科举选才沿袭千年,自有它的合理坚韧之处。
……
神京,贡院,案牍库廨房。
等到会试榜单确定,三名主考官和十八名同考官签名画押,礼部阅卷大厅放开禁制,开始由礼部官员介入后续事宜。
礼部尚书郭佑昌带三名礼部官员,会同三大主考官,以及抽调数名同考官,根据榜单上誊卷编号,去往贡院案牍库抽取对应正卷。
在多人现场监督佐证之下,礼部官员根据上榜誊卷编号,印证正卷编号,去处弥封,正式登录上榜考生名字。
并不宽敞的案牍库廨房,站满了会试和礼部官员,人人着品级衣色不同的官服,各人脸上都露出肃穆神情。

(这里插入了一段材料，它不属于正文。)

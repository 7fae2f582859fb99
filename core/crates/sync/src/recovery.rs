use hs_sync::{ChangeRecord, Domain, RecordStatus, RetentionPolicy};

use std::collections::HashSet;

use chrono::{DateTime, Utc};
use tracing::warn;

/// Puts records left `active` by an engine that died mid-submission back to `pending`.
///
/// Whether the registry saw the submission is unknowable from here, so the record is sent
/// again; the registry is expected to tolerate the repeat.
pub fn demote_interrupted<D: Domain>(records: &mut [ChangeRecord<D>]) -> usize {
	let mut demoted = 0;

	for record in records
		.iter_mut()
		.filter(|record| record.status == RecordStatus::Active)
	{
		if record.demote().is_ok() {
			warn!(
				domain = %D::KIND,
				id = %record.id,
				"Found change record interrupted mid-submission, back to pending;"
			);
			demoted += 1;
		}
	}

	demoted
}

/// Drops records past their retention window. Returns how many were dropped.
///
/// An expired record survives while any later record of its correlation group survives, so a
/// group is only ever cut from its head and fail-stop ordering holds after the sweep.
pub fn sweep_expired<D: Domain>(
	records: &mut Vec<ChangeRecord<D>>,
	retention: &RetentionPolicy,
	now: DateTime<Utc>,
) -> usize {
	let mut kept_keys = HashSet::new();
	let mut keep = vec![true; records.len()];

	for (idx, record) in records.iter().enumerate().rev() {
		if retention.is_expired(record, now) && !kept_keys.contains(&record.correlation_key) {
			warn!(
				domain = %D::KIND,
				id = %record.id,
				status = %record.status,
				created_at = %record.created_at,
				"Dropping expired change record;"
			);
			keep[idx] = false;
		} else {
			kept_keys.insert(record.correlation_key.clone());
		}
	}

	let before = records.len();

	let mut keep = keep.into_iter();
	records.retain(|_| keep.next().unwrap_or(true));

	before - records.len()
}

随着礼部官员按榜单名次,依次拆去弥封的正卷,大声唱报上榜考生的编号和姓名。
似乎每一次唱报,都会使在场每一位官员内心荡起涟漪。
虽然对他们来说,这些名字大部分是陌生的,但必定会在以后仕途,和他们发生或多或少的联系。
当然,部分被唱报的名字,也有他们熟悉之人,甚至还有闻名遐迩之人。
每当这样的名字被报出,三大主考官以及其他官员,各人神情复杂,或震惊、或讶异、或欣慰、或迷惑、或沉思……
礼部官员清朗的唱名声,在案牍库廨房中回荡不散,三百名上榜举子名字被陆续唱出,充满庄严之气,洋溢煌煌之风。

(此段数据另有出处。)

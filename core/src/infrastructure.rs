//! Hunting infrastructure edits (towers, feeders, salt licks).
//!
//! Items are identified locally by a guid until the registry assigns them an id. Updates and
//! deletes of an item created offline are queued before that id exists, so the id is resolved
//! from the create's result right before they are sent.

use hs_core_sync::{ChangeRecord, Domain, DomainKind, OfflinePolicy};
use hs_sync::{patch_records, results_by_key};

use std::collections::HashMap;

use serde::{Deserialize, Serialize};
use uuid::Uuid;

use super::Location;

pub type RemoteId = i64;

#[derive(Debug, Clone, Copy, PartialEq, Eq, Serialize, Deserialize, strum::Display)]
#[serde(rename_all = "snake_case")]
#[strum(serialize_all = "snake_case")]
pub enum InfrastructureKind {
	Tower,
	Feeder,
	SaltLick,
	Other,
}

#[derive(Debug, Clone, PartialEq, Serialize, Deserialize)]
pub struct InfrastructureItem {
	pub kind: InfrastructureKind,
	pub name: String,
	pub location: Location,
	#[serde(default, skip_serializing_if = "Option::is_none")]
	pub description: Option<String>,
}

#[derive(Debug, Clone, PartialEq, Serialize, Deserialize)]
#[serde(tag = "type", content = "item", rename_all = "snake_case")]
pub enum Operation {
	Create(InfrastructureItem),
	Update(InfrastructureItem),
	Delete,
}

#[derive(Debug, Clone, PartialEq, Serialize, Deserialize)]
pub struct InfrastructureChange {
	pub local_guid: Uuid,
	/// `None` until the item's create went through.
	pub remote_id: Option<RemoteId>,
	pub operation: Operation,
}

impl InfrastructureChange {
	#[must_use]
	pub const fn create(local_guid: Uuid, item: InfrastructureItem) -> Self {
		Self {
			local_guid,
			remote_id: None,
			operation: Operation::Create(item),
		}
	}

	#[must_use]
	pub const fn update(
		local_guid: Uuid,
		remote_id: Option<RemoteId>,
		item: InfrastructureItem,
	) -> Self {
		Self {
			local_guid,
			remote_id,
			operation: Operation::Update(item),
		}
	}

	#[must_use]
	pub const fn delete(local_guid: Uuid, remote_id: Option<RemoteId>) -> Self {
		Self {
			local_guid,
			remote_id,
			operation: Operation::Delete,
		}
	}

	#[must_use]
	pub const fn is_create(&self) -> bool {
		matches!(self.operation, Operation::Create(_))
	}
}

#[derive(Debug, Clone, Copy, PartialEq, Eq, Serialize, Deserialize)]
pub struct InfrastructureReceipt {
	pub remote_id: RemoteId,
}

#[derive(Debug, Clone, Copy, PartialEq, Eq)]
pub struct Infrastructure;

/// Remote id of every item with at least one acknowledged change.
#[must_use]
pub fn id_by_correlation_key(
	records: &[ChangeRecord<Infrastructure>],
) -> HashMap<Uuid, RemoteId> {
	results_by_key(records, |record| record.result.map(|receipt| receipt.remote_id))
}

fn resolve_remote_id(
	candidate: &ChangeRecord<Infrastructure>,
	records: &[ChangeRecord<Infrastructure>],
) -> Option<RemoteId> {
	candidate.payload.remote_id.or_else(|| {
		id_by_correlation_key(records)
			.get(&candidate.correlation_key)
			.copied()
	})
}

impl Domain for Infrastructure {
	const KIND: DomainKind = DomainKind::Infrastructure;
	const OFFLINE_POLICY: OfflinePolicy = OfflinePolicy::FailFast;

	type Key = Uuid;
	type Payload = InfrastructureChange;
	type Output = InfrastructureReceipt;

	fn correlation_key(payload: &InfrastructureChange) -> Uuid {
		payload.local_guid
	}

	fn is_blocked(candidate: &ChangeRecord<Self>, records: &[ChangeRecord<Self>]) -> bool {
		!candidate.payload.is_create() && resolve_remote_id(candidate, records).is_none()
	}

	fn prepare_payload(
		candidate: &ChangeRecord<Self>,
		records: &[ChangeRecord<Self>],
	) -> InfrastructureChange {
		let mut payload = candidate.payload.clone();

		if !payload.is_create() {
			payload.remote_id = resolve_remote_id(candidate, records);
		}

		payload
	}

	fn resolve_dependents(records: &mut [ChangeRecord<Self>], succeeded: usize) -> usize {
		let Some(remote_id) = records
			.get(succeeded)
			.filter(|record| record.payload.is_create())
			.and_then(|record| record.result)
			.map(|receipt| receipt.remote_id)
		else {
			return 0;
		};

		patch_records(records, succeeded, |record| {
			if record.payload.remote_id == Some(remote_id) {
				false
			} else {
				record.payload.remote_id = Some(remote_id);
				true
			}
		})
	}
}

声音从案牍库廨房传出,向整个空旷的贡院扩散,春风细细,蓝天如洗,空气似乎都被震荡出无声的涟漪……
在贡院之外,恢弘的神京城各处,三千余会试举子,随着张榜之日临近,每个人都在翘首以待。
他们也怀着各自复杂纠结的心情,印证他们多年书海勤苦的最后结果,有人将青云之上,有人将依旧沉沦蹉跎……
……
大周宫城,乾阳宫。
此时日已西斜,血红的夕阳,披散于巍峨宫阙之上。
宫门外宽大漫长的甬路上,尚有烟晕不散霞光雾气。
乾阳宫值守太监袁竞,手捧一件卷轴奏书,在冗长甬路上小步疾走,地面投影飞快移动,向着乾阳宫的方向而去。
他走到大殿门口,站定身子,大声奏报:“启奏圣上,嘉昭十五年会试大比榜书,由会试主考及礼部遴选核定,请圣上御览!”

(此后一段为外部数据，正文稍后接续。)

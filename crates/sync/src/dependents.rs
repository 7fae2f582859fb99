use std::collections::HashMap;

use chrono::Utc;

use super::{ChangeRecord, Domain, RecordStatus};

/// Collects a value per correlation key out of every `success` record.
/// When a key succeeded more than once the latest record wins.
pub fn results_by_key<D, T>(
	records: &[ChangeRecord<D>],
	extract: impl Fn(&ChangeRecord<D>) -> Option<T>,
) -> HashMap<D::Key, T>
where
	D: Domain,
{
	records
		.iter()
		.filter(|record| record.status == RecordStatus::Success)
		.filter_map(|record| extract(record).map(|value| (record.correlation_key.clone(), value)))
		.collect()
}

/// Runs `patch` over every record sharing the correlation key of `records[source]`,
/// except that record itself. `patch` reports whether it changed anything, so callers
/// can keep patching idempotent. Returns the number of changed records.
pub fn patch_records<D: Domain>(
	records: &mut [ChangeRecord<D>],
	source: usize,
	mut patch: impl FnMut(&mut ChangeRecord<D>) -> bool,
) -> usize {
	let Some(key) = records.get(source).map(|record| record.correlation_key.clone()) else {
		return 0;
	};

	let mut patched = 0;

	for (index, record) in records.iter_mut().enumerate() {
		if index == source || record.correlation_key != key {
			continue;
		}

		if patch(record) {
			record.updated_at = Utc::now();
			patched += 1;
		}
	}

	patched
}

正在批阅奏章的嘉昭帝,听到殿外奏报,目光不禁一亮,其实从今晨开始,他就在等待这份榜书。
对身边的郭霖说道:“呈上来!”
郭霖从袁竞手中接过卷轴奏书,仔细检查奏书蜡封钢印是否完好,片刻后说道:“回圣上,榜书封印完好。”
嘉昭帝点了点头,说道:“启封!”
郭霖小心拆开蜡封,将卷轴榜书缓缓在御案上展开,整齐书写三百余名考生名字籍贯,密密麻麻,庄正肃穆,气息俨然。
这三百名仕途新秀,对嘉昭帝来说,他们基本都是陌生的,但其中也有他知晓,甚至是熟悉之人。
他的目光无意识在榜书上飞快浏览,直到看见那个熟悉的名字,他的目光湛然生辉,脸上显出沉思之色。
在春闱大比之中,殿试名义上由皇帝出题考较,皇帝对于殿试排名有最终决定权。
特别是一甲三名,二甲首名等必定是皇帝钦评钦点,结果受皇帝本人主观喜好左右。
但春闱大比之中,会试是在糊名前提下,经过阅卷官、同考官、主考官三轮评定,具备最严谨的公正平衡性。
即便是九五之尊的皇帝,也无法左右会试上榜排名。
虽然会试张榜之前,榜单需经皇帝预览,但那也只是字面上的意思,其实不过是需要皇帝的玉玺勘合。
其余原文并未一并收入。